Accurate determination of water saturation is fundamental for estimating reservoir fluid volumes and better characterization of hydrocarbon reservoirs. There are several methods available to estimate the water saturation in shaly formations but the most commonly used in the industry are those based on petrophysical models, such as Waxman-Smits and Simandoux. These models have limitations and their input parameters are often not readily available. This consequently leads to either underestimated or overestimated fluid saturations.
In this study, a methodology based on artificial neural network (ANN) models was developed and tested to predict water saturation using wire-line logs and core Dean-Stark data. A detailed workflow for developing ANN models for sandstone reservoirs, where conventional wire-line logs are taken as input parameters, is presented. The model used in this study is based on a three-layered neural network with a Resilient Back-propagation (PROP) learning algorithm.
The model was successfully tested on the Haradh sandstone formation (in Oman) yielding a prediction of water saturation with a root mean square error (RMSE) of around 2.5 saturation units (saturation measured in percentage) and a correlation factor of 0.91 on the testing data.
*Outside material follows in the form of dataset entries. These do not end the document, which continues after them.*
// SPDX-FileCopyrightText: 2026 Solace Contributors
// SPDX-License-Identifier: MIT OR Apache-2.0

//! The Solace conversation pipeline.
//!
//! Inbound messages flow through [`Ingestion`] onto a durable queue, are
//! answered by [`Generation`] (driven by [`QueueWorker`]), and their delivery
//! outcome is applied by [`Reconciler`]. [`NudgeScheduler`] runs beside this
//! flow and reaches out to idle users. All stages share one
//! [`PipelineContext`].

pub mod context;
pub mod conversation;
pub mod envelope;
pub mod generation;
pub mod ingestion;
pub mod nudge;
pub mod outbound;
pub mod prompt;
pub mod reconciler;
pub mod shutdown;
pub mod worker;

pub use context::{EmotionSink, PipelineContext};
pub use conversation::ConversationLifecycle;
pub use envelope::QueueEnvelope;
pub use generation::{Generation, GenerationOutcome};
pub use ingestion::Ingestion;
pub use nudge::{NudgeReport, NudgeScheduler};
pub use outbound::{Delivery, OutboundSender};
pub use prompt::{PromptBuilder, PromptVariant};
pub use reconciler::Reconciler;
pub use worker::QueueWorker;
Furthermore, the ANN model was shown to be superior to conventional statistical methods such as multiple linear regression. The robustness of the ANN model was demonstrated by using the model to predict other properties such as the volume of shale with an error of 2.
The final optimized neural network model showed that a complexity of 13 hidden neurons is suitable for the class of water saturation prediction problems that we considered in this study.